=== DATA RECORDS ===

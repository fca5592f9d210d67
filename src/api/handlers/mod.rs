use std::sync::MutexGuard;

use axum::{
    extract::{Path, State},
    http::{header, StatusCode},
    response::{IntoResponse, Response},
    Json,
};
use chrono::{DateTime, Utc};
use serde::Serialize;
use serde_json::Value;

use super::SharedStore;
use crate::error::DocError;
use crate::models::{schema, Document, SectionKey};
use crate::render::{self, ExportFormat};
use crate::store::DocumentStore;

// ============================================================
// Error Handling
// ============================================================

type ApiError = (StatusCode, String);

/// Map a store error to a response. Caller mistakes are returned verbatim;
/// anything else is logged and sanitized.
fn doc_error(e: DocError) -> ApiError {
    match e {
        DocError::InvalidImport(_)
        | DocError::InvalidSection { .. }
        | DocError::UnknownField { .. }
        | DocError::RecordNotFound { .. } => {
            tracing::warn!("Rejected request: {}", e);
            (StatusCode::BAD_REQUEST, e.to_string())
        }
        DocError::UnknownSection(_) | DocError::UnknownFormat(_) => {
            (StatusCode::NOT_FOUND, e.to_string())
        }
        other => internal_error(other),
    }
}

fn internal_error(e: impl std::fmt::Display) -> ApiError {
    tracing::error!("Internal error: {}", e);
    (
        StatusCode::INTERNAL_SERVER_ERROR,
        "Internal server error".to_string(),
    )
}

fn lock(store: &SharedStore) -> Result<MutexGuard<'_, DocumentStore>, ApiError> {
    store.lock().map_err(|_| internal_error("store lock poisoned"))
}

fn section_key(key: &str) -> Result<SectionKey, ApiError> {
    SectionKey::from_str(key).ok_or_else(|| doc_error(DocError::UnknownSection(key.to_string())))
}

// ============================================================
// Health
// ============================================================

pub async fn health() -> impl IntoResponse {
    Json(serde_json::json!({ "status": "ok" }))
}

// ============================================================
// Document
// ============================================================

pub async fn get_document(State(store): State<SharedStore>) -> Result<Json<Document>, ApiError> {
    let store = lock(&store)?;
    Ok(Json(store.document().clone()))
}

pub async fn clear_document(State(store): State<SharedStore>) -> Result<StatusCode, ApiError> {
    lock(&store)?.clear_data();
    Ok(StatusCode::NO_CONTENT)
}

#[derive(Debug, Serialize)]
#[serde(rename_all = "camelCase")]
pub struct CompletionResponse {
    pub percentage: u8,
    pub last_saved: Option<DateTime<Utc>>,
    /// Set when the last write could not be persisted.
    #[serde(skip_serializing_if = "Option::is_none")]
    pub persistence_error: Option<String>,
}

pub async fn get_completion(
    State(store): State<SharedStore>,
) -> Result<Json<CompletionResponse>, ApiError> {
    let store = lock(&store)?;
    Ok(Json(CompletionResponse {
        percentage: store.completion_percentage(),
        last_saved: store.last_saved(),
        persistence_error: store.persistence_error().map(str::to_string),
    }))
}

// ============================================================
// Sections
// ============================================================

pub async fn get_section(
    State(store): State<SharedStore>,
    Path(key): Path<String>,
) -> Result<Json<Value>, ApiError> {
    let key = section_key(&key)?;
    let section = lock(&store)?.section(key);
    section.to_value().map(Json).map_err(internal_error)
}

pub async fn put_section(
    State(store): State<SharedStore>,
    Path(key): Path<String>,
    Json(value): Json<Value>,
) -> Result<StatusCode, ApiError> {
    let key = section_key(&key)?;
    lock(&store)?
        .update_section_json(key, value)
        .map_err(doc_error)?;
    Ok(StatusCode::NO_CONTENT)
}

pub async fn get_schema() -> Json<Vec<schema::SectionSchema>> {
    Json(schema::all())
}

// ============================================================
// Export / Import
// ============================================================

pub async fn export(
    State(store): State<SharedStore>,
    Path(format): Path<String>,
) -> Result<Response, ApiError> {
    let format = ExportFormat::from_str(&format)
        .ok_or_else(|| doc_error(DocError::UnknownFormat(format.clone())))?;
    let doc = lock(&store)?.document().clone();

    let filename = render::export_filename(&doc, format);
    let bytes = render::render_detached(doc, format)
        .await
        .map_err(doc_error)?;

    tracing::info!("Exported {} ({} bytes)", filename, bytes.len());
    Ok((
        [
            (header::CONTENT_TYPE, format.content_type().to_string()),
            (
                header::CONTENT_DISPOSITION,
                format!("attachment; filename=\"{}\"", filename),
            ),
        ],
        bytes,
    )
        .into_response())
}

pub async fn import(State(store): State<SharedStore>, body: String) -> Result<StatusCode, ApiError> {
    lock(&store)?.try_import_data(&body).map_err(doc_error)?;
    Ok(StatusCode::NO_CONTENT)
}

===
=== DATA RECORDS ===

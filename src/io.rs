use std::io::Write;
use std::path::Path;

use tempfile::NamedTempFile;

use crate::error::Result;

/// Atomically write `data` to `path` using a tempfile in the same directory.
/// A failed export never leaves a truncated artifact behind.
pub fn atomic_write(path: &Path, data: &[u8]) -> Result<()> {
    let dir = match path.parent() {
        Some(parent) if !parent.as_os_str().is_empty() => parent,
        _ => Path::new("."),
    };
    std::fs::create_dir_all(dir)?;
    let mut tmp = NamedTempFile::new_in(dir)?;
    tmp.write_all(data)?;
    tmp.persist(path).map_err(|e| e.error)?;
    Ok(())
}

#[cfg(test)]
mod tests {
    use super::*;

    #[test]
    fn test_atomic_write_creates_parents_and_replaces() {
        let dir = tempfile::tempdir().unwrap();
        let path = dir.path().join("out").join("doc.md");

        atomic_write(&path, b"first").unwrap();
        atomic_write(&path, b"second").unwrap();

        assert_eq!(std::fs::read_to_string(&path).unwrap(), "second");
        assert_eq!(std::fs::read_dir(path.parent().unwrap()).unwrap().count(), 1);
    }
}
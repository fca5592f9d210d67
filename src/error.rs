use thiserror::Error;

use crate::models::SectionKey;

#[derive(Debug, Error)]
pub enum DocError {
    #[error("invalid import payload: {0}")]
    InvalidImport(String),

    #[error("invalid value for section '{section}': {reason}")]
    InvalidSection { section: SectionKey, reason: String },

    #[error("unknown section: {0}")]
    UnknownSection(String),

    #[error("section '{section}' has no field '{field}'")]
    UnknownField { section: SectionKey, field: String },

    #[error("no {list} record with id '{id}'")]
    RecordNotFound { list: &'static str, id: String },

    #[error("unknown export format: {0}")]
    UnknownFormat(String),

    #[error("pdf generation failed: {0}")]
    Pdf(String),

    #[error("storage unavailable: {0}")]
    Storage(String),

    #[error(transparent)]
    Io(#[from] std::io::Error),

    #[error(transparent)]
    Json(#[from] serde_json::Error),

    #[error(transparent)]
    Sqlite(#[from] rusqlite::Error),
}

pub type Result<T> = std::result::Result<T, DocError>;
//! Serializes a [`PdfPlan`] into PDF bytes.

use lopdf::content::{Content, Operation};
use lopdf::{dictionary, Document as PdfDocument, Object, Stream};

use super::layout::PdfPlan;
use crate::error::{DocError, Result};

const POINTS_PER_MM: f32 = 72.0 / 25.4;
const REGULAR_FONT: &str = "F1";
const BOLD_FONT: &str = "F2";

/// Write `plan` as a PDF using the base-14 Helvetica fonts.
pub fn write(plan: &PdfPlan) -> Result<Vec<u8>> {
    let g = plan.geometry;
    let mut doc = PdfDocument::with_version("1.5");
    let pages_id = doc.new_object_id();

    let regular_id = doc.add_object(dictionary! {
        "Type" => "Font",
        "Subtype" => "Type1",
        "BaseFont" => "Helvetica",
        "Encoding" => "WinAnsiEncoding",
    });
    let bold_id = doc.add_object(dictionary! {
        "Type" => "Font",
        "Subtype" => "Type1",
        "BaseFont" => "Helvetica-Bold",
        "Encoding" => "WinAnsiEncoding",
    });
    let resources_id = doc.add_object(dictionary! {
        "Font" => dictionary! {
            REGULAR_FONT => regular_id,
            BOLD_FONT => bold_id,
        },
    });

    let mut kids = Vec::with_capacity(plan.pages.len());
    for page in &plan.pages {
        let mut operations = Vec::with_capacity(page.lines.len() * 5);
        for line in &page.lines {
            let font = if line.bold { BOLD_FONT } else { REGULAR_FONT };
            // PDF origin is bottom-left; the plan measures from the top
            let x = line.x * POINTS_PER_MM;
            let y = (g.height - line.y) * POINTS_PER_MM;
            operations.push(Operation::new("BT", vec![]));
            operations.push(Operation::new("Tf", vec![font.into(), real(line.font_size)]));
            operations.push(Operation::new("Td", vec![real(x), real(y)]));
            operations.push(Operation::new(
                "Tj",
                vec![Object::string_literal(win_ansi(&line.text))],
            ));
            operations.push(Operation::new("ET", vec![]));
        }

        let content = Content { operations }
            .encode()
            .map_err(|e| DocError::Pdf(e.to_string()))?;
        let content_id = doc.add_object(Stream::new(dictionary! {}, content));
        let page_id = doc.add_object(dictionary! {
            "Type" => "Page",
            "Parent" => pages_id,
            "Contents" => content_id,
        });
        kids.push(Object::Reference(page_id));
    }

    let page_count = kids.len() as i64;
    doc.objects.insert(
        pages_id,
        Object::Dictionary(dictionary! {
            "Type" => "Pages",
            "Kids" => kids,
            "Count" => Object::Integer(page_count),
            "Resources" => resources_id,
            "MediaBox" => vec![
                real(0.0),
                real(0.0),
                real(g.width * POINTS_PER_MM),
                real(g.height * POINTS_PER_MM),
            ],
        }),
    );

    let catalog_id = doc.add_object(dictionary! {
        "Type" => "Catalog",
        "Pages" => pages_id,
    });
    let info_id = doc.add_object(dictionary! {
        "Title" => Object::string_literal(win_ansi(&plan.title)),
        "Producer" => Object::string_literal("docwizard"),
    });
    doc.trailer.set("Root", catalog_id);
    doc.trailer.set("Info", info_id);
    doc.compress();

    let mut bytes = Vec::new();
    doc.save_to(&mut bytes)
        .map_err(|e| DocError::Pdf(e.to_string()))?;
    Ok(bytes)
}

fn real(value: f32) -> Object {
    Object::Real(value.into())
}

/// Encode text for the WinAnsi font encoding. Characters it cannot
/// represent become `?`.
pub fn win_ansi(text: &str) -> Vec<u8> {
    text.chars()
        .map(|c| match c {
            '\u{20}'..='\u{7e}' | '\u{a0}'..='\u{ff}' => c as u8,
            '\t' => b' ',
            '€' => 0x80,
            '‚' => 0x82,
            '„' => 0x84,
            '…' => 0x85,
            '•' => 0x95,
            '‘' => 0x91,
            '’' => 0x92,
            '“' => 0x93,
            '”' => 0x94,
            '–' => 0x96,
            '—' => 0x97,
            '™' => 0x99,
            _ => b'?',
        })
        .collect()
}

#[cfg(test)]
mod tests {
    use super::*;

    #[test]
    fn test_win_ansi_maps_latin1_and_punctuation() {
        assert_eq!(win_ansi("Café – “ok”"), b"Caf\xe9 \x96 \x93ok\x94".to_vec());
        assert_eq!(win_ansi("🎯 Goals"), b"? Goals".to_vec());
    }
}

===
=== DATA RECORDS ===

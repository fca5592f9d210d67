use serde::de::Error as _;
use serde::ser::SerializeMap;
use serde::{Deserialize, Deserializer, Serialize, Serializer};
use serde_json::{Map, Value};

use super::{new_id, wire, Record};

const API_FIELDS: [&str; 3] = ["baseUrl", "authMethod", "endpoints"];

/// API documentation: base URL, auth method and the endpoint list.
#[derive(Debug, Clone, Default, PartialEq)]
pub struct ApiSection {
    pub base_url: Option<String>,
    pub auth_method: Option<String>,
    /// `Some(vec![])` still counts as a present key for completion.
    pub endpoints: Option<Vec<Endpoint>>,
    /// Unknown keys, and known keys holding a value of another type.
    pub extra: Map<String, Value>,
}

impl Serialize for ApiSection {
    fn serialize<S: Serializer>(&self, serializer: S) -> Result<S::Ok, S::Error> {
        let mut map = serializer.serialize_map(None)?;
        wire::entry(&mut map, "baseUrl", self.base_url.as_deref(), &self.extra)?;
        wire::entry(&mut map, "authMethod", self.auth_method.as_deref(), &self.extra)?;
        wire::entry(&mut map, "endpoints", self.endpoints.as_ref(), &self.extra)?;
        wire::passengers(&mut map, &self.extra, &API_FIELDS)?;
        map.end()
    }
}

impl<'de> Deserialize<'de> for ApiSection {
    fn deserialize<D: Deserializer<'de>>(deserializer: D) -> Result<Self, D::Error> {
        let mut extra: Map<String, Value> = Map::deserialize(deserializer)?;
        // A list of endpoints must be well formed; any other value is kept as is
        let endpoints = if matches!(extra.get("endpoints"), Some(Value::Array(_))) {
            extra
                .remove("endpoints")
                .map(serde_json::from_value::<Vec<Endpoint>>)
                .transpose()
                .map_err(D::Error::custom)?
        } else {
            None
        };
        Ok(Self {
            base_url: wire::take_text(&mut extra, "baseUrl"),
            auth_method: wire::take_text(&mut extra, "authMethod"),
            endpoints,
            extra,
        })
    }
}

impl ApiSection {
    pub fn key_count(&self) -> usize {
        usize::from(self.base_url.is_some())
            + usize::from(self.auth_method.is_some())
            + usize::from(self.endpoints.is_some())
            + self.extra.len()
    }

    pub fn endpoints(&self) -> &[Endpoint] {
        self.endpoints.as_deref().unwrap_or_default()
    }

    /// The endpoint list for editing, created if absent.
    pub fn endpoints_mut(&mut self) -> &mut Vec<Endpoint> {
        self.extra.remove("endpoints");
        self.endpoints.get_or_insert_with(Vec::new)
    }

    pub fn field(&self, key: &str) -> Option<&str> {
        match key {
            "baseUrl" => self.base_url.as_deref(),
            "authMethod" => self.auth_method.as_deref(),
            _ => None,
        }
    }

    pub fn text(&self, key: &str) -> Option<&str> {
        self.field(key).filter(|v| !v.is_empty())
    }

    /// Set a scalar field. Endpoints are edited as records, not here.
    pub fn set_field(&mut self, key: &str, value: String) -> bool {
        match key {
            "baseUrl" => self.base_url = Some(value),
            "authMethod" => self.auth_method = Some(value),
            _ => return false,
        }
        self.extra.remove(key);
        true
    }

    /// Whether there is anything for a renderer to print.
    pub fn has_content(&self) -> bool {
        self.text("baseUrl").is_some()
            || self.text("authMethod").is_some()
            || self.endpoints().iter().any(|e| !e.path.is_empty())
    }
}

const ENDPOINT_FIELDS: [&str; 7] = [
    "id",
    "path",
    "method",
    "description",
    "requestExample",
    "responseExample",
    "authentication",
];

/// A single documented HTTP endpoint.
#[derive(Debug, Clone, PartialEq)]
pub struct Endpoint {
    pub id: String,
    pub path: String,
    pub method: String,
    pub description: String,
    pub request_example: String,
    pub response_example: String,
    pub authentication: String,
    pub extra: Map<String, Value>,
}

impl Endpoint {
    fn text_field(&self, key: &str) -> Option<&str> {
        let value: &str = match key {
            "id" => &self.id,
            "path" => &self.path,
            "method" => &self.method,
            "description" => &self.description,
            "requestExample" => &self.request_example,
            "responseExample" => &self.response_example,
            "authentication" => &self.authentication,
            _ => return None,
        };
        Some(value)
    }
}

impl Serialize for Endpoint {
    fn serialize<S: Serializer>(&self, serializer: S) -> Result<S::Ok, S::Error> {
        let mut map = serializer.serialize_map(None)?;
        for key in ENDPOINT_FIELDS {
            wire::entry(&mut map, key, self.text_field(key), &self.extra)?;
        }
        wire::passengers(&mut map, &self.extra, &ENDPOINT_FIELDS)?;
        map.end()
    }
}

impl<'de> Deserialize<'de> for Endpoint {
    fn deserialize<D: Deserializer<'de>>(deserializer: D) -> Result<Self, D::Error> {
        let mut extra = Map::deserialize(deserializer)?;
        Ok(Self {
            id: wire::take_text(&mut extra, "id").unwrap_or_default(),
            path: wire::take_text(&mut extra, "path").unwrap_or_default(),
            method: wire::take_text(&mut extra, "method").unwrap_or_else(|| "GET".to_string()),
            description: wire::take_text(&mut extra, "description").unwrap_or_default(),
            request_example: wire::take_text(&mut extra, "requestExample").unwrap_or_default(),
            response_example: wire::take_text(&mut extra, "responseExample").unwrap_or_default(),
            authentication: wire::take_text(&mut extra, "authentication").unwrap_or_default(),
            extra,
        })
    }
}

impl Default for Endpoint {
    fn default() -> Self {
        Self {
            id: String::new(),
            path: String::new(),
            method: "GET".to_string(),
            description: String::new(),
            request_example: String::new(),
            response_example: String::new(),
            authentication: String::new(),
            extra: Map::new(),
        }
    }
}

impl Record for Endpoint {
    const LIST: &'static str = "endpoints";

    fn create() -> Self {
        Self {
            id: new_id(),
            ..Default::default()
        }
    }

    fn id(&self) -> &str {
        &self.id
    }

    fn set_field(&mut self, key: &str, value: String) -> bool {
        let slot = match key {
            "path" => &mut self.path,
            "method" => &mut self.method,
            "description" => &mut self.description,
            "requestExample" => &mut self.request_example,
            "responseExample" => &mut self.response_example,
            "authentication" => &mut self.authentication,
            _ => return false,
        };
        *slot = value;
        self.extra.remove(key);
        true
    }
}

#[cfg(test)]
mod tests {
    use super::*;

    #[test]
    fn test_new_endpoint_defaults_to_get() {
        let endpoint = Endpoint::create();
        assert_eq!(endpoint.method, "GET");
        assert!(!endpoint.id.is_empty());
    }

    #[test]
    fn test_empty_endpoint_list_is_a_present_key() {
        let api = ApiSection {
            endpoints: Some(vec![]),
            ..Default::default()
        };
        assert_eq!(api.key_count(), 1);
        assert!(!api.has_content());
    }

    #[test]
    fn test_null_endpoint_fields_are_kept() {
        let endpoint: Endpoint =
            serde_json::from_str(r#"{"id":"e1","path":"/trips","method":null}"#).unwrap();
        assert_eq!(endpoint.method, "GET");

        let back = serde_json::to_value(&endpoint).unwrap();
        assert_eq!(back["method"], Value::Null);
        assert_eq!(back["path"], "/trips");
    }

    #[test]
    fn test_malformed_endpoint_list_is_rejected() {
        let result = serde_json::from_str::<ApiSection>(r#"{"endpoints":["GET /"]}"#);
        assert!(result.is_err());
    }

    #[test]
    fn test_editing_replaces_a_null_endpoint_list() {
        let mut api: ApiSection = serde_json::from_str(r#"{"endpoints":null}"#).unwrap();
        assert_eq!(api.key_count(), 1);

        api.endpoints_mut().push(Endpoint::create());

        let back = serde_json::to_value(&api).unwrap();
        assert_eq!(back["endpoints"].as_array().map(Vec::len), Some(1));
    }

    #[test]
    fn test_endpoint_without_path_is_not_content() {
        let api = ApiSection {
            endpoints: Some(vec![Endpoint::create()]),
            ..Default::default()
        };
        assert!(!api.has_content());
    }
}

===

• _TASK OBJECTIVE_
For every line of the records that has the word "PdfDocument" in it, make a copy.

• _REPLY_
use lopdf::{dictionary, Document as PdfDocument, Object, Stream};
    let mut doc = PdfDocument::with_version("1.5");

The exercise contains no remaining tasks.